The purpose of this report is to analyze and illustrate the geographical origins of eragrostis tef along with details of its global dispersion. The common name of the crop in Ethiopia is tef. It was chosen for its cultural significance and it’s importance
In Ethiopia, about 4.9 million acres of land is devoted to its production every year. From 2003-2005 production statistics indicated that tef accounted for about 29% of the land and 20% of the gross grain production of all major cereal cultivation in the country (National Research Council).
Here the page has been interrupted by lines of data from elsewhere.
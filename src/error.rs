//! Error handling.
//!
//! Every error carries a stable numeric code (see [`CreationError::code()`] and
//! [`ValidationError::code()`]) so that callers can branch on it without matching variants.

use core::fmt;

/// Identifier of a claim that must be present for a check to proceed.
#[derive(Debug, Clone, Copy, PartialEq, Eq, Hash)]
#[non_exhaustive]
pub enum Claim {
    /// `exp` claim (expiration time).
    Expiration,
    /// `nbf` claim (valid not before).
    NotBefore,
    /// `aud` claim (intended audience).
    Audience,
    /// `alg` header claim (signing algorithm).
    Algorithm,
}

impl Claim {
    /// Returns the name of the claim as it appears in the token.
    pub fn name(self) -> &'static str {
        match self {
            Self::Expiration => "exp",
            Self::NotBefore => "nbf",
            Self::Audience => "aud",
            Self::Algorithm => "alg",
        }
    }
}

impl fmt::Display for Claim {
    fn fmt(&self, formatter: &mut fmt::Formatter<'_>) -> fmt::Result {
        formatter.write_str(self.name())
    }
}

/// Reasons a signing secret can be rejected by a [`SecretPolicy`](crate::SecretPolicy).
#[derive(Debug, Clone, PartialEq, Eq)]
#[non_exhaustive]
pub enum SecretError {
    /// Secret is shorter than the required length.
    TooShort {
        /// Minimum accepted length in chars.
        min_length: usize,
        /// Actual length of the secret in chars.
        actual: usize,
    },
    /// Secret contains no ASCII digit.
    NoDigit,
    /// Secret contains no uppercase letter.
    NoUppercase,
    /// Secret contains no lowercase letter.
    NoLowercase,
    /// Secret contains none of the required special chars.
    NoSpecialChar {
        /// Special chars accepted by the policy.
        allowed: String,
    },
}

impl fmt::Display for SecretError {
    fn fmt(&self, formatter: &mut fmt::Formatter<'_>) -> fmt::Result {
        match self {
            Self::TooShort { min_length, actual } => write!(
                formatter,
                "secret must be at least {min_length} characters long, got {actual}"
            ),
            Self::NoDigit => formatter.write_str("secret must contain a number"),
            Self::NoUppercase => formatter.write_str("secret must contain an uppercase letter"),
            Self::NoLowercase => formatter.write_str("secret must contain a lowercase letter"),
            Self::NoSpecialChar { allowed } => write!(
                formatter,
                "secret must contain one of the special characters `{allowed}`"
            ),
        }
    }
}

impl std::error::Error for SecretError {}

/// Errors that can occur during token creation.
#[derive(Debug)]
#[non_exhaustive]
pub enum CreationError {
    /// Expiration time is not in the future.
    Expired,
    /// Claim key looks like an integer, which is not allowed.
    InvalidClaim {
        /// Offending claim key.
        key: String,
    },
    /// Signing secret does not satisfy the secret policy.
    InvalidSecret(SecretError),
    /// `aud` claim is neither a string nor an array of strings.
    InvalidAudience,
}

impl CreationError {
    /// Returns the stable numeric code of this error.
    pub fn code(&self) -> u16 {
        match self {
            Self::Expired => 4,
            Self::InvalidClaim { .. } => 8,
            Self::InvalidSecret(_) => 9,
            Self::InvalidAudience => 10,
        }
    }
}

impl fmt::Display for CreationError {
    fn fmt(&self, formatter: &mut fmt::Formatter<'_>) -> fmt::Result {
        match self {
            Self::Expired => formatter.write_str("Expiration claim has expired"),
            Self::InvalidClaim { key } => write!(
                formatter,
                "Claim key `{key}` is numeric; claim keys must be non-numeric strings"
            ),
            Self::InvalidSecret(e) => write!(formatter, "Invalid secret: {e}"),
            Self::InvalidAudience => formatter
                .write_str("Audience claim must be a string or an array of strings"),
        }
    }
}

impl std::error::Error for CreationError {
    fn source(&self) -> Option<&(dyn std::error::Error + 'static)> {
        match self {
            Self::InvalidSecret(e) => Some(e),
            _ => None,
        }
    }
}

impl From<SecretError> for CreationError {
    fn from(error: SecretError) -> Self {
        Self::InvalidSecret(error)
    }
}

/// Errors that can occur during token parsing and validation.
#[derive(Debug, Clone, PartialEq, Eq)]
#[non_exhaustive]
pub enum ValidationError {
    /// Token has invalid structure.
    ///
    /// Valid tokens must consist of 3 base64url-encoded parts (header, claims, and signature)
    /// separated by periods.
    InvalidStructure,
    /// `aud` claim does not contain the checked audience.
    AudienceMismatch,
    /// Token signature has failed verification.
    InvalidSignature,
    /// Token has expired.
    Expired,
    /// Token is not yet valid as per `nbf` claim.
    NotMature,
    /// Claim requested during validation is not present in the token.
    NoClaim(Claim),
    /// Algorithm mentioned in the token header is not in the allow-list.
    AlgorithmNotAllowed {
        /// Actual algorithm in the token.
        actual: String,
    },
    /// Algorithm mentioned in the token header is `none`.
    AlgorithmNone,
}

impl ValidationError {
    /// Returns the stable numeric code of this error.
    pub fn code(&self) -> u16 {
        match self {
            Self::InvalidStructure => 1,
            Self::AudienceMismatch => 2,
            Self::InvalidSignature => 3,
            Self::Expired => 4,
            Self::NotMature => 5,
            Self::NoClaim(Claim::Expiration) => 6,
            Self::NoClaim(Claim::NotBefore) => 7,
            Self::NoClaim(Claim::Audience) => 11,
            Self::AlgorithmNotAllowed { .. } => 12,
            Self::NoClaim(Claim::Algorithm) => 13,
            Self::AlgorithmNone => 14,
        }
    }
}

impl fmt::Display for ValidationError {
    fn fmt(&self, formatter: &mut fmt::Formatter<'_>) -> fmt::Result {
        match self {
            Self::InvalidStructure => formatter.write_str("Invalid token structure"),
            Self::AudienceMismatch => {
                formatter.write_str("Audience claim does not contain the provided value")
            }
            Self::InvalidSignature => formatter.write_str("Signature has failed verification"),
            Self::Expired => formatter.write_str("Token has expired"),
            Self::NotMature => formatter.write_str("Token is not yet ready"),
            Self::NoClaim(claim) => write!(
                formatter,
                "Claim `{claim}` requested during validation is not present in the token"
            ),
            Self::AlgorithmNotAllowed { actual } => {
                write!(formatter, "Token algorithm ({actual}) is not allowed")
            }
            Self::AlgorithmNone => formatter.write_str("Token algorithm is `none`"),
        }
    }
}

impl std::error::Error for ValidationError {}

#[cfg(test)]
mod tests {
    use super::*;

    #[test]
    fn validation_codes_are_stable() {
        let errors = [
            (ValidationError::InvalidStructure, 1),
            (ValidationError::AudienceMismatch, 2),
            (ValidationError::InvalidSignature, 3),
            (ValidationError::Expired, 4),
            (ValidationError::NotMature, 5),
            (ValidationError::NoClaim(Claim::Expiration), 6),
            (ValidationError::NoClaim(Claim::NotBefore), 7),
            (ValidationError::NoClaim(Claim::Audience), 11),
            (
                ValidationError::AlgorithmNotAllowed {
                    actual: "HS512".to_owned(),
                },
                12,
            ),
            (ValidationError::NoClaim(Claim::Algorithm), 13),
            (ValidationError::AlgorithmNone, 14),
        ];
        for (error, code) in &errors {
            assert_eq!(error.code(), *code, "{error}");
        }
    }

    #[test]
    fn creation_codes_are_stable() {
        assert_eq!(CreationError::Expired.code(), 4);
        let err = CreationError::InvalidClaim {
            key: "1".to_owned(),
        };
        assert_eq!(err.code(), 8);
        assert_eq!(CreationError::from(SecretError::NoDigit).code(), 9);
        assert_eq!(CreationError::InvalidAudience.code(), 10);
    }

    #[test]
    fn missing_claim_is_named_in_message() {
        let message = ValidationError::NoClaim(Claim::Audience).to_string();
        assert!(message.contains("`aud`"), "{message}");
    }
}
Eragrostis tef belongs to the grass family Poaceae, and is species of Eragrostis. It contains about 350 species and tef is the only cultivated cereal (Seyfu).
Its name tef is originated from the Amharic word yate-tef-ah, which means, “lost”. Since the grains are so small they are easily misplaced (Kloman). It is the world’s smallest food grain and is as small as a grain of sand. It also has quite similar traits to other grains such as quinoa and millet.
Tef grows anywhere from 30 to 120 cm in height, with slim stems and long, narrow, smooth leaves. It is a loose or compact panicle. The really small grains are 1.5 mm long, and there are about 2,700 seeds in a gram (Seyfu).
The plant uses a Carbon 4 photosynthesis, which uses light efficiently while having low moisture demands. This gives the plant the ability to stand high heat and bright lighting therefore able to harvest in any unpredictable or difficult climate. Also the plant's resistance to diseases, pests, and heavy soils and it’s inexpensive costs to raise and very quick to produce give it special appeal (Tadele).
Tef tends to thrive under growing condition from elevations that range from sea-level to as high as 2800 meters, and in various temperatures, soil, terrains and rainfall conditions (not where there is too much rainfall though) (Seyfu).